Bonsai Trees - Comprehensive benefits, the trees have an enviable position in any landscape, shadow, the control of soil erosion, the home of many birds, fruits and flowers. Of all the parts of a tree, the roots are perhaps the most appreciated, since they are not.


There are two types of roots, primary roots that grow on the bottom vertically in the soil and the secondary roots that branch off in a horizontal direction. The architecture of the system of the root is to absorb water and inorganic nutrients and hold the plant to the ground.
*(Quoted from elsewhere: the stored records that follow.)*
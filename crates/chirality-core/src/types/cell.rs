//! Cells: the atomic positioned values of a grid

use super::metadata::CellProvenance;
use super::ModelError;
use crate::canonical::{canonical_text, canonicalize, EncodingError};
use crate::hash::ContentHash;
use crate::ids::{cell_id, CellId, GridId};
use serde::{Deserialize, Serialize};
use std::collections::BTreeMap;

/// Semantic modality of a cell's content
#[derive(Debug, Clone, Copy, Default, PartialEq, Eq, Hash, Serialize, Deserialize)]
#[serde(rename_all = "lowercase")]
pub enum Modality {
    Axiom,
    Theory,
    Concept,
    Process,
    Instance,
    Value,
    #[default]
    Unknown,
}

/// Cell payload: a text value plus optional structured attributes
///
/// The canonical form of this struct is the cell's "canonical content",
/// hashed into the cell id and the grid content hash.
#[derive(Debug, Clone, PartialEq, Eq, Serialize, Deserialize)]
#[serde(deny_unknown_fields)]
pub struct CellContent {
    /// Primary value, stored in canonical text form
    pub text: String,
    /// Structured attributes
    #[serde(default, skip_serializing_if = "BTreeMap::is_empty")]
    pub attributes: BTreeMap<String, String>,
}

impl CellContent {
    /// Content holding only a text value (normalized on the way in)
    #[must_use]
    pub fn text(value: &str) -> Self {
        Self {
            text: canonical_text(value),
            attributes: BTreeMap::new(),
        }
    }

    /// Add a structured attribute
    #[must_use]
    pub fn with_attribute(mut self, key: impl Into<String>, value: impl Into<String>) -> Self {
        self.attributes.insert(key.into(), value.into());
        self
    }

    /// Canonical form used for hashing
    ///
    /// # Errors
    /// Returns error if attribute keys collide after normalization
    pub fn canonical(&self) -> Result<String, EncodingError> {
        canonicalize(self)
    }
}

impl From<&str> for CellContent {
    fn from(value: &str) -> Self {
        Self::text(value)
    }
}

impl From<String> for CellContent {
    fn from(value: String) -> Self {
        Self::text(&value)
    }
}

/// A value at a fixed position inside one grid
///
/// # Invariants
/// - `id == cell_id(parent, row, col, content.canonical())`
/// - Immutable after construction; a corrected value is a new cell
#[derive(Debug, Clone, PartialEq, Eq, Serialize, Deserialize)]
#[serde(deny_unknown_fields)]
pub struct Cell {
    id: CellId,
    row: usize,
    col: usize,
    content: CellContent,
    #[serde(default)]
    modality: Modality,
    #[serde(default)]
    provenance: CellProvenance,
}

impl Cell {
    /// Create a cell owned by `grid` at `(row, col)`
    ///
    /// # Errors
    /// Returns error if the content has no canonical form
    pub fn new(
        grid: &GridId,
        row: usize,
        col: usize,
        content: CellContent,
    ) -> Result<Self, EncodingError> {
        let canonical = content.canonical()?;
        Ok(Self {
            id: cell_id(grid, row, col, &canonical),
            row,
            col,
            content,
            modality: Modality::Unknown,
            provenance: CellProvenance::default(),
        })
    }

    /// Set modality
    #[must_use]
    pub fn with_modality(mut self, modality: Modality) -> Self {
        self.modality = modality;
        self
    }

    /// Set provenance
    #[must_use]
    pub fn with_provenance(mut self, provenance: CellProvenance) -> Self {
        self.provenance = provenance;
        self
    }

    #[inline]
    #[must_use]
    pub fn id(&self) -> &CellId {
        &self.id
    }

    #[inline]
    #[must_use]
    pub fn row(&self) -> usize {
        self.row
    }

    #[inline]
    #[must_use]
    pub fn col(&self) -> usize {
        self.col
    }

    #[inline]
    #[must_use]
    pub fn content(&self) -> &CellContent {
        &self.content
    }

    /// Shorthand for `content().text`
    #[inline]
    #[must_use]
    pub fn text(&self) -> &str {
        &self.content.text
    }

    #[inline]
    #[must_use]
    pub fn modality(&self) -> Modality {
        self.modality
    }

    #[inline]
    #[must_use]
    pub fn provenance(&self) -> &CellProvenance {
        &self.provenance
    }

    /// Merkle leaf: `row:col:canonical_content`
    ///
    /// Pair with [`Grid::prove_cell`](super::Grid::prove_cell) to check a
    /// single cell against a grid's content hash.
    ///
    /// # Errors
    /// Returns error if the content has no canonical form
    pub fn leaf_hash(&self) -> Result<ContentHash, EncodingError> {
        let canonical = self.content.canonical()?;
        Ok(ContentHash::of_parts(&[
            &self.row.to_string(),
            &self.col.to_string(),
            &canonical,
        ]))
    }

    /// Check the stored id against `grid`
    ///
    /// # Errors
    /// Returns [`ModelError::CellIdMismatch`] if the id does not match
    pub fn verify(&self, grid: &GridId) -> Result<(), ModelError> {
        let canonical = self.content.canonical()?;
        let expected = cell_id(grid, self.row, self.col, &canonical);
        if expected != self.id {
            return Err(ModelError::CellIdMismatch {
                row: self.row,
                col: self.col,
                expected,
                actual: self.id.clone(),
            });
        }
        Ok(())
    }

    /// Structured record
    ///
    /// # Errors
    /// Returns error if serialization fails
    pub fn to_record(&self) -> Result<serde_json::Value, EncodingError> {
        Ok(serde_json::to_value(self)?)
    }

    /// Parse a record produced by [`to_record`](Self::to_record)
    ///
    /// Structure only; use [`verify`](Self::verify) to check the id against
    /// its parent grid.
    ///
    /// # Errors
    /// Returns error on missing or unknown fields
    pub fn parse(record: &serde_json::Value) -> Result<Self, ModelError> {
        Ok(Self::deserialize(record)?)
    }
}
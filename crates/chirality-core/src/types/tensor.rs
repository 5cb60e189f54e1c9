//! Tensors: ordered stacks of equally shaped grids

use super::grid::{Dimensions, Grid};
use super::ModelError;
use crate::hash::ContentHash;
use crate::ids::{tensor_id, TensorId, ThreadId};
use crate::merkle::ContentTree;
use serde::{Deserialize, Serialize};

/// Stack of grids sharing one shape
///
/// `content_hash` is the Merkle root over the layers' content hashes in
/// depth order, so re-ordering layers changes it.
#[derive(Debug, Clone, PartialEq, Eq, Serialize, Deserialize)]
#[serde(try_from = "TensorRecord")]
pub struct Tensor {
    id: TensorId,
    name: String,
    depth: usize,
    content_hash: ContentHash,
    layers: Vec<Grid>,
}

#[derive(Deserialize)]
#[serde(deny_unknown_fields)]
struct TensorRecord {
    id: TensorId,
    name: String,
    depth: usize,
    content_hash: ContentHash,
    layers: Vec<Grid>,
}

impl TryFrom<TensorRecord> for Tensor {
    type Error = ModelError;

    fn try_from(record: TensorRecord) -> Result<Self, Self::Error> {
        let tensor = Self {
            id: record.id,
            name: record.name,
            depth: record.depth,
            content_hash: record.content_hash,
            layers: record.layers,
        };
        tensor.verify()?;
        Ok(tensor)
    }
}

fn layers_hash(layers: &[Grid]) -> ContentHash {
    let leaves: Vec<_> = layers.iter().map(|g| *g.content_hash()).collect();
    ContentTree::from_leaves(&leaves).root()
}

fn check_layer_shapes(layers: &[Grid]) -> Result<(), ModelError> {
    let Some(first) = layers.first() else {
        return Ok(());
    };
    let expected = first.dimensions();
    match layers
        .iter()
        .enumerate()
        .find(|(_, g)| g.dimensions() != expected)
    {
        Some((layer, g)) => Err(ModelError::TensorLayerShape {
            layer,
            expected,
            actual: g.dimensions(),
        }),
        None => Ok(()),
    }
}

impl Tensor {
    /// Stack `layers` under a positional id derived from `(name, thread, sequence)`
    ///
    /// # Errors
    /// Returns [`ModelError::TensorLayerShape`] if layers differ in shape
    pub fn new(
        name: &str,
        thread: &ThreadId,
        sequence: u32,
        layers: Vec<Grid>,
    ) -> Result<Self, ModelError> {
        check_layer_shapes(&layers)?;
        Ok(Self {
            id: tensor_id(name, thread, sequence),
            name: name.to_string(),
            depth: layers.len(),
            content_hash: layers_hash(&layers),
            layers,
        })
    }

    #[inline]
    #[must_use]
    pub fn id(&self) -> &TensorId {
        &self.id
    }

    #[inline]
    #[must_use]
    pub fn name(&self) -> &str {
        &self.name
    }

    #[inline]
    #[must_use]
    pub fn depth(&self) -> usize {
        self.depth
    }

    #[inline]
    #[must_use]
    pub fn content_hash(&self) -> &ContentHash {
        &self.content_hash
    }

    #[inline]
    #[must_use]
    pub fn layers(&self) -> &[Grid] {
        &self.layers
    }

    /// Shared layer shape (`None` for an empty stack)
    #[must_use]
    pub fn dimensions(&self) -> Option<Dimensions> {
        self.layers.first().map(Grid::dimensions)
    }

    /// Re-check depth, layer shapes, every layer and the content hash
    ///
    /// # Errors
    /// Returns the first violated invariant
    pub fn verify(&self) -> Result<(), ModelError> {
        if self.depth != self.layers.len() {
            return Err(ModelError::DepthMismatch {
                declared: self.depth,
                layers: self.layers.len(),
            });
        }
        check_layer_shapes(&self.layers)?;
        for layer in &self.layers {
            layer.verify()?;
        }
        let actual = layers_hash(&self.layers);
        if actual != self.content_hash {
            return Err(ModelError::ContentHashMismatch {
                expected: self.content_hash,
                actual,
            });
        }
        Ok(())
    }

    /// Structured record
    ///
    /// # Errors
    /// Returns error if serialization fails
    pub fn to_record(&self) -> Result<serde_json::Value, crate::canonical::EncodingError> {
        Ok(serde_json::to_value(self)?)
    }

    /// Parse and verify a record produced by [`to_record`](Self::to_record)
    ///
    /// # Errors
    /// Returns error on malformed records or violated invariants
    pub fn parse(record: &serde_json::Value) -> Result<Self, ModelError> {
        Ok(Self::deserialize(record)?)
    }
}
Affect the roots to the ground, depending on the type of tree and the ground. These effects have a direct impact on all the plants that grow close to the tree. Normally a healthy tree represents a healthy soil. A large tree occupies the greater part of the available water in the soil, leaving the other dry plants. Growth, as well as mowing the lawn grass is another of the difficulties around a large tree, especially if the roots are coming from outside. Tree roots help control soil erosion, however, in some cases the roots have a negative effect on the ground, causing a phenomenon called allelochemicals.

The allelochemicals

Derives from two words; allelon which means the one of the other and pathos meaning suffering. Refers to the inhibition of a chemical species to another, through the release of a chemical that affects the development and growth of surrounding plants. In other words, plants to try to get your own space, by restricting the growth of other plants too close to them. The secretion of allelopathic chemicals are not only confined to the roots, are also found in the branches, leaves, flowers and fruits. The leaves and the bark decomposed affect the top layer of the soil, while the roots affect the surrounding soil. The chemical restricts the growth of the roots of other plants by inhibiting its source of nutrients, thus influencing its development and distribution.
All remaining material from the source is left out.